*Collected data*:
▶

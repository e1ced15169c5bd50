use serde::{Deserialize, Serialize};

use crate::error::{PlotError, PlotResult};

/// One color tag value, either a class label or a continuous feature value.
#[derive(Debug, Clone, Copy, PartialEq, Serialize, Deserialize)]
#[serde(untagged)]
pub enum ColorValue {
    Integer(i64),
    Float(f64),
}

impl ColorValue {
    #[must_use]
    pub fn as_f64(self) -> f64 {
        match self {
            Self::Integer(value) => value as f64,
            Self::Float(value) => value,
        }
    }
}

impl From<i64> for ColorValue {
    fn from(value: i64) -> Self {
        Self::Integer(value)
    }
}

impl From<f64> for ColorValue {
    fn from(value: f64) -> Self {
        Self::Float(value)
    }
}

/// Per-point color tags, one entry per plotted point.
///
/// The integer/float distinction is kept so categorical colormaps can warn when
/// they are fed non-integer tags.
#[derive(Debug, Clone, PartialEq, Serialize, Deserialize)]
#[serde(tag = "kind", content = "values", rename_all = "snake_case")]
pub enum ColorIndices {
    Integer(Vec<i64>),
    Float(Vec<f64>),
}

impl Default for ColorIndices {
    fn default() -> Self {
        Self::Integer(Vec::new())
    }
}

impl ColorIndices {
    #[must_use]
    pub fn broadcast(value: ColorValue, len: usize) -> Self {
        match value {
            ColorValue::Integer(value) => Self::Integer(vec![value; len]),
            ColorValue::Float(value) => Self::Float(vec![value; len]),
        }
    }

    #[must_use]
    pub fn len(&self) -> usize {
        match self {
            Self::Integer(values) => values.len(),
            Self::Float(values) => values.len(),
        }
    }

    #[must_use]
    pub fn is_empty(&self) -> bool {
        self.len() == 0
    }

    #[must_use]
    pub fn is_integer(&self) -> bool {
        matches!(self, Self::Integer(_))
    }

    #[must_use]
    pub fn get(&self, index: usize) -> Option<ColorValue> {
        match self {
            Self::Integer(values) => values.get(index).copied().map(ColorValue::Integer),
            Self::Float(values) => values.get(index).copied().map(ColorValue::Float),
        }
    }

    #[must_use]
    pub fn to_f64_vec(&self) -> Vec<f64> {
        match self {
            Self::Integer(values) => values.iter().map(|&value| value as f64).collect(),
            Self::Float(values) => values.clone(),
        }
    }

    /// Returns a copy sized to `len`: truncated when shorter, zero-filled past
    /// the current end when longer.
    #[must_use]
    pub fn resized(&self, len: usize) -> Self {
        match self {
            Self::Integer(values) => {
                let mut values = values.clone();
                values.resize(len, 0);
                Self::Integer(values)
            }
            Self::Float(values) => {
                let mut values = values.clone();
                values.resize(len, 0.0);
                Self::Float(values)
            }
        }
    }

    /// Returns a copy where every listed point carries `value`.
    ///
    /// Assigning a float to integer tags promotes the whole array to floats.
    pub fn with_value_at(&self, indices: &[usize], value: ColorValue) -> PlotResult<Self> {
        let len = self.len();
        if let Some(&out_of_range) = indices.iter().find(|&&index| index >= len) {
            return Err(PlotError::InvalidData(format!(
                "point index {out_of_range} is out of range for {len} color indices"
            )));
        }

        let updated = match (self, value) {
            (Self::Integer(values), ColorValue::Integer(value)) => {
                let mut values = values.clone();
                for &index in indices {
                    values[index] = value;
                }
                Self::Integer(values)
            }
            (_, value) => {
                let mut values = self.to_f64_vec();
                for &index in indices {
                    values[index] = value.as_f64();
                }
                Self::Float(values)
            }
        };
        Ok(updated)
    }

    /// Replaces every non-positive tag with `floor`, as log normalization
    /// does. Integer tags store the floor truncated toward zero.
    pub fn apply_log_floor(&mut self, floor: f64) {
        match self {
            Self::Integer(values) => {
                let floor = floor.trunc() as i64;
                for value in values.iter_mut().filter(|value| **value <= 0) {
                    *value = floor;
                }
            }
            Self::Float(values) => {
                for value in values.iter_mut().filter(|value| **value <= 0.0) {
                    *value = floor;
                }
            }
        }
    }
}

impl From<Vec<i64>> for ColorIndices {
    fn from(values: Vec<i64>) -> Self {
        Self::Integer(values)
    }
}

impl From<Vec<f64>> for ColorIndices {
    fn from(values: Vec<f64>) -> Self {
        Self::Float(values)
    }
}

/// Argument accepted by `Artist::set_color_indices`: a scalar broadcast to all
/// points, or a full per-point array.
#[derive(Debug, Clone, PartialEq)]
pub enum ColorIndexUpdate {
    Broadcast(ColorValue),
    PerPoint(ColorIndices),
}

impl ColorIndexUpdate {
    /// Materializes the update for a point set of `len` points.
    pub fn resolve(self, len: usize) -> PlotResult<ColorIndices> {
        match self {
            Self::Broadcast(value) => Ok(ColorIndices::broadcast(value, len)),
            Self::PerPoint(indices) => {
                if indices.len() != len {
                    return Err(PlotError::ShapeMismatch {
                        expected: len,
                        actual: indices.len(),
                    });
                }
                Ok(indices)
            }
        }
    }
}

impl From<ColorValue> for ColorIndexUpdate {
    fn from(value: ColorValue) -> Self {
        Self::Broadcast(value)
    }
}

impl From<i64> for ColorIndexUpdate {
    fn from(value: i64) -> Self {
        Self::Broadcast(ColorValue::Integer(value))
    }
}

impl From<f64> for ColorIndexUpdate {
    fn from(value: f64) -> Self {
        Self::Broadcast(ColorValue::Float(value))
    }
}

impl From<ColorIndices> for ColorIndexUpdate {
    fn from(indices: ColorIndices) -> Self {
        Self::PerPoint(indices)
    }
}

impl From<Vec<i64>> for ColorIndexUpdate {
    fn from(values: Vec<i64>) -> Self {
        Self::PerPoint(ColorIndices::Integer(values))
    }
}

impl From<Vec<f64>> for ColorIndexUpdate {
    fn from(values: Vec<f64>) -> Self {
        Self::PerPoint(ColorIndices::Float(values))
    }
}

◀

*Work to complete*:
Give back the records word for word. Start at the first line, end at the line containing "#[derive(Debug, Clone, PartialEq, Serialize, Deserialize)]", and include both.

*Answer section*:
repository e1ced15169c5bd50
use serde::{Deserialize, Serialize};

use crate::error::{PlotError, PlotResult};

/// One color tag value, either a class label or a continuous feature value.
#[derive(Debug, Clone, Copy, PartialEq, Serialize, Deserialize)]
#[serde(untagged)]
pub enum ColorValue {
    Integer(i64),
    Float(f64),
}

impl ColorValue {
    #[must_use]
    pub fn as_f64(self) -> f64 {
        match self {
            Self::Integer(value) => value as f64,
            Self::Float(value) => value,
        }
    }
}

impl From<i64> for ColorValue {
    fn from(value: i64) -> Self {
        Self::Integer(value)
    }
}

impl From<f64> for ColorValue {
    fn from(value: f64) -> Self {
        Self::Float(value)
    }
}

/// Per-point color tags, one entry per plotted point.
///
/// The integer/float distinction is kept so categorical colormaps can warn when
/// they are fed non-integer tags.
#[derive(Debug, Clone, PartialEq, Serialize, Deserialize)]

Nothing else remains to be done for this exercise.